The “dark side” of ERAS pathways
As with the implementation of any change, there were barriers encountered during the implementation of ERAS program. There were safety concerns, concerns regarding having the appropriate staffing ratios to implement the program, concerns about patient compliance, and concerns about how the program would affect patients’ pain. Perhaps the most formidable barrier to implementation of the ERAS principles in minimally invasive thoracic surgery program was a concern for patient safety. When discussing barriers specific, it was described a lack of workforce and time as a barrier to implementation of ERAS principles. This issue was a barrier to implementation in our program as well. Overcoming this barrier required significant collaboration between hospital administrators and the leaders of the thoracic surgery team (7). A uniform approach to the perioperative care may yield benefits regarding reserve use and efficiency savings, also, to increase quality. Protocols that ensure reliable patient management lead to complications decrease and consequently overdue hospital discharge, enhancing the satisfaction of the patient. Selection and safety of patients are fundamental. It is probable that several thoracic surgery patients will be at high-risk for these protocols. A graded implementation process may be considered: fairly low-risk measures and patients first, then selected higher-risk patients after (14). On the contrary, it was recently demonstrated no benefit by the ERAS program on outcomes (complications, 30/90-days mortality, hospital LOS, and readmissions) (15). Therefore, ERAS recovery program elements may be insufficiently different from previous standards of perioperative care to confer detectable benefits. For patients undergoing VATS lung resection, it is possible that all patients now receive sufficient beneficial components of ERAS and that this should now be regarded as ‘‘standard’’ rather than ‘‘enhanced’’ care (15). The most significant progression in cost reduction will arise from the preoperative and intraoperative management standardisation, along with the previously recognised postoperative management. The lean process saves money and decrease variables removing fault and consequently improving quality (16).
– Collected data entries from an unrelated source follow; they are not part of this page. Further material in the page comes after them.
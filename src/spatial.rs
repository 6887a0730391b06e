//! Spatial index for radius queries over a static point set.
//!
//! [`SpatialIndex`] wraps a k-d tree built once over the mesh vertices and
//! answers the two queries the welders need: plain closed-ball radius search,
//! and a radius search split by vertex id into "smaller-or-equal" (returned
//! as a count) and "bigger" (returned as a sorted id list).
//!
//! The index guarantees **closed**-ball semantics: a point at distance
//! exactly `radius` from the query is a neighbor. Results are sorted by id,
//! so they are deterministic per input regardless of tree internals.

use kiddo::float::kdtree::KdTree;
use kiddo::SquaredEuclidean;
use nalgebra::Point3;

/// Bucket capacity for the underlying k-d tree. Must exceed the largest
/// number of points sharing the same coordinate on any single axis, or the
/// tree panics while splitting an overflowing bucket.
const BUCKET_SIZE: usize = 8192;

/// A static radius-search index over 3D points.
///
/// # Example
///
/// ```
/// use smelt::spatial::SpatialIndex;
/// use nalgebra::Point3;
///
/// let points = vec![
///     Point3::new(0.0, 0.0, 0.0),
///     Point3::new(1.0, 0.0, 0.0),
///     Point3::new(5.0, 0.0, 0.0),
/// ];
/// let index = SpatialIndex::build(&points);
///
/// // Closed ball: the point at distance exactly 1.0 is included.
/// assert_eq!(index.search_radius(&points[0], 1.0), vec![0, 1]);
/// ```
pub struct SpatialIndex {
    tree: KdTree<f64, u64, 3, BUCKET_SIZE, u32>,
    num_points: usize,
}

impl SpatialIndex {
    /// Build an index over `points`; the id of a point is its slice position.
    pub fn build(points: &[Point3<f64>]) -> Self {
        let mut tree: KdTree<f64, u64, 3, BUCKET_SIZE, u32> = KdTree::new();
        for (i, p) in points.iter().enumerate() {
            tree.add(&[p.x, p.y, p.z], i as u64);
        }
        Self {
            tree,
            num_points: points.len(),
        }
    }

    /// Number of indexed points.
    pub fn len(&self) -> usize {
        self.num_points
    }

    /// Check whether the index is empty.
    pub fn is_empty(&self) -> bool {
        self.num_points == 0
    }

    /// Ids of all points within Euclidean distance `radius` of `query`
    /// (closed ball), sorted ascending. A negative radius yields no results.
    pub fn search_radius(&self, query: &Point3<f64>, radius: f64) -> Vec<usize> {
        let mut ids = self.in_range(query, radius);
        ids.sort_unstable();
        ids
    }

    /// Radius search partitioned around the query's own id.
    ///
    /// Returns the count of in-range ids `<= pid` (the query point itself
    /// included) and the sorted list of in-range ids `> pid`.
    pub fn search_radius_split(
        &self,
        query: &Point3<f64>,
        radius: f64,
        pid: usize,
    ) -> (usize, Vec<usize>) {
        let ids = self.in_range(query, radius);
        let num_not_greater = ids.iter().filter(|&&id| id <= pid).count();
        let mut bigger: Vec<usize> = ids.into_iter().filter(|&id| id > pid).collect();
        bigger.sort_unstable();
        (num_not_greater, bigger)
    }

    /// Unordered ids within the closed ball of `radius` around `query`.
    ///
    /// The tree is queried with a padded bound and the exact closed-ball
    /// predicate is applied here, so inclusion of boundary points does not
    /// depend on the tree's internal comparison.
    fn in_range(&self, query: &Point3<f64>, radius: f64) -> Vec<usize> {
        if radius < 0.0 {
            return Vec::new();
        }
        let r2 = radius * radius;
        let bound = r2 + r2 * 1e-12 + f64::MIN_POSITIVE;
        self.tree
            .within_unsorted::<SquaredEuclidean>(&[query.x, query.y, query.z], bound)
            .into_iter()
            .filter(|n| n.distance <= r2)
            .map(|n| n.item as usize)
            .collect()
    }
}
In an era in which both patients and hospitals benefit from decreased hospital LOS, the ERAS techniques and interventions enable the patient to return more quickly to fully functional status while minimising many of the postoperative complications associated with thoracic surgery. In today’s healthcare environment, ERAS protocols can push past traditional barriers to create innovative strategies designed to deliver the highest quality care most cost-effectively. Application of thoracic surgery ERAS protocols seems to decrease postoperative complications and hospital LOS. Useful ERAS application involves proper sustenance, multidisciplinary participation and appropriate instruction for all subjects involved. Highly standardised management is of principal importance like the quick identification of not eligible patients. Nevertheless, we need for well-designed randomised clinical trials to provide the conclusive evidence about the role of the ERAS protocols in the VATS lobectomies.
Conflicts of Interest: The authors have no conflicts of interest to declare.